### [WHAT YOU NEED TO DO]
Some lines in the entries contain the word "with". Copy all of them.

### [EXTRACTED ENTRIES]
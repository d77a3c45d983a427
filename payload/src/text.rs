//! Standalone text messages.

use std::fmt;

/// A text message, with where and when it was received.
#[derive(Clone, Debug, PartialEq)]
pub struct TextRecord {
    /// Latitude in decimal degrees.
    pub latitude: f64,

    /// Longitude in decimal degrees.
    pub longitude: f64,

    /// The ISO-8601 timestamp of the telemetry record.
    pub timestamp: String,

    /// The message, including its `<T>` marker.
    pub content: String,
}

/// Creates a text record from a classified text message and its record's metadata.
///
/// # Examples
///
/// ```
/// use payload::text;
/// let record = text::extract(40.1, -70.5, "2024-06-03T03:36:44.000Z", "<T>hello");
/// assert_eq!("<T>hello", record.content);
/// ```
pub fn extract(latitude: f64, longitude: f64, timestamp: &str, content: &str) -> TextRecord {
    TextRecord {
        latitude: latitude,
        longitude: longitude,
        timestamp: timestamp.to_string(),
        content: content.to_string(),
    }
}

/// One line per record, with line breaks in the content escaped.
impl fmt::Display for TextRecord {
    fn fmt(&self, f: &mut fmt::Formatter) -> fmt::Result {
        write!(
            f,
            "Latitude: {}, Longitude: {}, Timestamp: {}, Message: {}",
            self.latitude,
            self.longitude,
            self.timestamp,
            self.content.replace('\r', "\\r").replace('\n', "\\n")
        )
    }
}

### [ANSWER TO THIS EXERCISE]
/// A text message, with where and when it was received.
/// One line per record, with line breaks in the content escaped.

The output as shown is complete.